Work to be completed: Report every line of the listing below in which the string "windows" occurs.
--- START ---
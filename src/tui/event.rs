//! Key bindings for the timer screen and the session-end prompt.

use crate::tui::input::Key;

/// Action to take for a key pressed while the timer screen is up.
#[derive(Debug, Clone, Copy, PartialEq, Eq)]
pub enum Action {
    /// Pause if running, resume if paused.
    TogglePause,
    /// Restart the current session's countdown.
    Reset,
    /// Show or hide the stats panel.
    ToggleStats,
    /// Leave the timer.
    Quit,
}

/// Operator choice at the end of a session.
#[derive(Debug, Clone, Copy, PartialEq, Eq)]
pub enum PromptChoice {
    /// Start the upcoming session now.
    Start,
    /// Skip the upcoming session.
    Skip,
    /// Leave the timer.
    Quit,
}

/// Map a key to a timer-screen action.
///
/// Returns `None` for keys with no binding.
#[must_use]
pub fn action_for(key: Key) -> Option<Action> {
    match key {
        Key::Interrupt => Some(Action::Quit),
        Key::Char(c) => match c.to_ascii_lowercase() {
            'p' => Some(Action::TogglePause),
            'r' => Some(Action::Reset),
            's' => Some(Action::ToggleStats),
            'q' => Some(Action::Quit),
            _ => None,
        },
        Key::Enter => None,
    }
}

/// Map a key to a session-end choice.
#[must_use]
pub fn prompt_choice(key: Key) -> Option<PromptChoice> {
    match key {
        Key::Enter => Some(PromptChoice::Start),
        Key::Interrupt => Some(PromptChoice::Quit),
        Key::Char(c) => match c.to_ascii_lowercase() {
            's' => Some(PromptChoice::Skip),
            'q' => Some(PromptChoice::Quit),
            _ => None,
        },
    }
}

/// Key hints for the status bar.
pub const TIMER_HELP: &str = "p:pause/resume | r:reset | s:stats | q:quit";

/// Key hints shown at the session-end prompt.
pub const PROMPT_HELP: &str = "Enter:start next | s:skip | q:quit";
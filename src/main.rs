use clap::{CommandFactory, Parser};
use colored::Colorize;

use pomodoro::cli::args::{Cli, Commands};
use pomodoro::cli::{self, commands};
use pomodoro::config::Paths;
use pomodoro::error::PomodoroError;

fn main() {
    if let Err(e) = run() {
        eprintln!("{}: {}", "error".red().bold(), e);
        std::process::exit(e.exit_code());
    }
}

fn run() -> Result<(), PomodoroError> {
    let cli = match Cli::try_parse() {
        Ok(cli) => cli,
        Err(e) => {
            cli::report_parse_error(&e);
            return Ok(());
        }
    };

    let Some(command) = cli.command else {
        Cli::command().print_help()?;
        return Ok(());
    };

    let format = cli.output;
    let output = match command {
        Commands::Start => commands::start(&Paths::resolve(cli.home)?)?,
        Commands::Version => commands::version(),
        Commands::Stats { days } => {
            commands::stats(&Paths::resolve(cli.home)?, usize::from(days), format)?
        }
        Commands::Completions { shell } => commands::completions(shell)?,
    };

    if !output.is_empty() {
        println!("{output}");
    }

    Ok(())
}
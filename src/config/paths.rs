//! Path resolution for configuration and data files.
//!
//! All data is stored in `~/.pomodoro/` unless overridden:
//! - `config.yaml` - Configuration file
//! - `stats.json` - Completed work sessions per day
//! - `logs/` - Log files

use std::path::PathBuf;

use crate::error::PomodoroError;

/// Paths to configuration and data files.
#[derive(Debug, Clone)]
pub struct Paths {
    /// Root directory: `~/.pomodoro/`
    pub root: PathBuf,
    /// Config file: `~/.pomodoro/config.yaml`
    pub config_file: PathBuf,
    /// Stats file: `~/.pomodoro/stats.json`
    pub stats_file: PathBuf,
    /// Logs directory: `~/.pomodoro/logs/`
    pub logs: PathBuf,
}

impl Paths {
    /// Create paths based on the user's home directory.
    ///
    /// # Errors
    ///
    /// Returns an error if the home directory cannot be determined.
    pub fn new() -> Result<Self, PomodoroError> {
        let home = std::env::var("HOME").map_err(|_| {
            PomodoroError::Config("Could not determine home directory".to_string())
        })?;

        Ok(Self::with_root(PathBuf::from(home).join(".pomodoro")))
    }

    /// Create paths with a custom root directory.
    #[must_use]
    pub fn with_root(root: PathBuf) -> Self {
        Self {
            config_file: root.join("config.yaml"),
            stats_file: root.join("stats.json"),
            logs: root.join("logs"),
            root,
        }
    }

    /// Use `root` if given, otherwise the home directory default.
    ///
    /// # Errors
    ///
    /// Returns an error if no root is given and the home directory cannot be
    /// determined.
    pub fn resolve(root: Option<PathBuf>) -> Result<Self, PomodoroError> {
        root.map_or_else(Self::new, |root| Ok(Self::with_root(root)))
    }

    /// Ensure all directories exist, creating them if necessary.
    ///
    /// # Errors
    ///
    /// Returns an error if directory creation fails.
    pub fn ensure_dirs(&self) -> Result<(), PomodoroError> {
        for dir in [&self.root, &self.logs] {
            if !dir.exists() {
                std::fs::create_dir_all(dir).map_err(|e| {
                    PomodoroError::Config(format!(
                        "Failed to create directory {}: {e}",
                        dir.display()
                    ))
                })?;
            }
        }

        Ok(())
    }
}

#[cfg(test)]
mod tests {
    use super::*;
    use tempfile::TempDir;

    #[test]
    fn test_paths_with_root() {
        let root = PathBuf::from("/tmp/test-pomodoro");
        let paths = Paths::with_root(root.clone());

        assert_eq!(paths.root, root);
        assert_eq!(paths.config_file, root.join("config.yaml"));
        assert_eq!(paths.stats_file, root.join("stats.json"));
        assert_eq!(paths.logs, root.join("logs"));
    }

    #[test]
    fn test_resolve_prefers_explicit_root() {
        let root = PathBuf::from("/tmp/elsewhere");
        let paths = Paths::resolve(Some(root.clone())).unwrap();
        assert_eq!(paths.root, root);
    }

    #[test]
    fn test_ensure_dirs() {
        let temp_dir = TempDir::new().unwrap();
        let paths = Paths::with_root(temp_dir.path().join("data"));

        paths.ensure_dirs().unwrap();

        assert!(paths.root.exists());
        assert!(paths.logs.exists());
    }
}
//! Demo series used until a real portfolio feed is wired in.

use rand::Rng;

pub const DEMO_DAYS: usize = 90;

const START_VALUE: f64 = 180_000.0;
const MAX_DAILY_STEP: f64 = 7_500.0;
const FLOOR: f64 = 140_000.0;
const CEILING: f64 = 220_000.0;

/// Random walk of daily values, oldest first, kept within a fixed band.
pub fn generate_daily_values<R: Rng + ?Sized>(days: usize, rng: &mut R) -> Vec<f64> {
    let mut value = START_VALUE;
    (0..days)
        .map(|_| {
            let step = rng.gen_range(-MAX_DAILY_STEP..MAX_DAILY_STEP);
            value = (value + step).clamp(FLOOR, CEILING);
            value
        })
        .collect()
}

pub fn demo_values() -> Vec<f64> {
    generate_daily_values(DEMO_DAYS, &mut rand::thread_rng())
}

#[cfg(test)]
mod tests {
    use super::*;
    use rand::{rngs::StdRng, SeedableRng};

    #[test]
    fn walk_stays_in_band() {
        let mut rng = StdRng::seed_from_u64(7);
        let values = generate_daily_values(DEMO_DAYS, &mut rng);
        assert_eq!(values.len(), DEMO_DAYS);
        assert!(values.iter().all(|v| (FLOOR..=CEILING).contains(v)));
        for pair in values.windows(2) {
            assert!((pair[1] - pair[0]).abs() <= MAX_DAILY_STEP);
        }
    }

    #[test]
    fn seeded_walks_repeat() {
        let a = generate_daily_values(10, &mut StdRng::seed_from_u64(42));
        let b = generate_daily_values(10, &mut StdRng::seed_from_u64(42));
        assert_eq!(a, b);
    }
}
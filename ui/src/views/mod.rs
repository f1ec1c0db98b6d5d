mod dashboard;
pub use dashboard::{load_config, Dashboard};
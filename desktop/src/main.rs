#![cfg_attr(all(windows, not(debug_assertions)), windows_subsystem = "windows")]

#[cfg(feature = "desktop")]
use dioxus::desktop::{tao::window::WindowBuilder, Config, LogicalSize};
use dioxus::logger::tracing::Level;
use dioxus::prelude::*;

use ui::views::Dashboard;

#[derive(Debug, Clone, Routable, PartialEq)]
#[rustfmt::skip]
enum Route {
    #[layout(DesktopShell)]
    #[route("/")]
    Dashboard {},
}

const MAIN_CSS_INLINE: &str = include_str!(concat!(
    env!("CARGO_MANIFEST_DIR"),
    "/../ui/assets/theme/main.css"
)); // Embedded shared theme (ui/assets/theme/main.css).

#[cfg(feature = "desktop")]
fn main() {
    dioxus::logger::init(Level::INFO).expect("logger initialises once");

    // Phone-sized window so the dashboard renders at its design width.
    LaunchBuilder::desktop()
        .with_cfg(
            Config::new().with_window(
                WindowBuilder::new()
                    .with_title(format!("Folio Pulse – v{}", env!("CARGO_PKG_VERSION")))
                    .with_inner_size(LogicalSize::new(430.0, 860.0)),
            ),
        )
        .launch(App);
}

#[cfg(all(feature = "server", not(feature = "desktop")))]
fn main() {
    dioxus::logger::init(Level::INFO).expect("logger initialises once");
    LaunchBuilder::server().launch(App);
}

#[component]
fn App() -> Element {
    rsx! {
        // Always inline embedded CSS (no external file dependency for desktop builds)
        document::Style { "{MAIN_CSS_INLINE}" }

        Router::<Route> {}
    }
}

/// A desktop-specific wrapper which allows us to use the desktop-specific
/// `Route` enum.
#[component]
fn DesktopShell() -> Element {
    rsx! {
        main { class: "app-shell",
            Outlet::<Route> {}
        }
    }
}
--- END ---
Task output:
        for pair in values.windows(2) {
#![cfg_attr(all(windows, not(debug_assertions)), windows_subsystem = "windows")]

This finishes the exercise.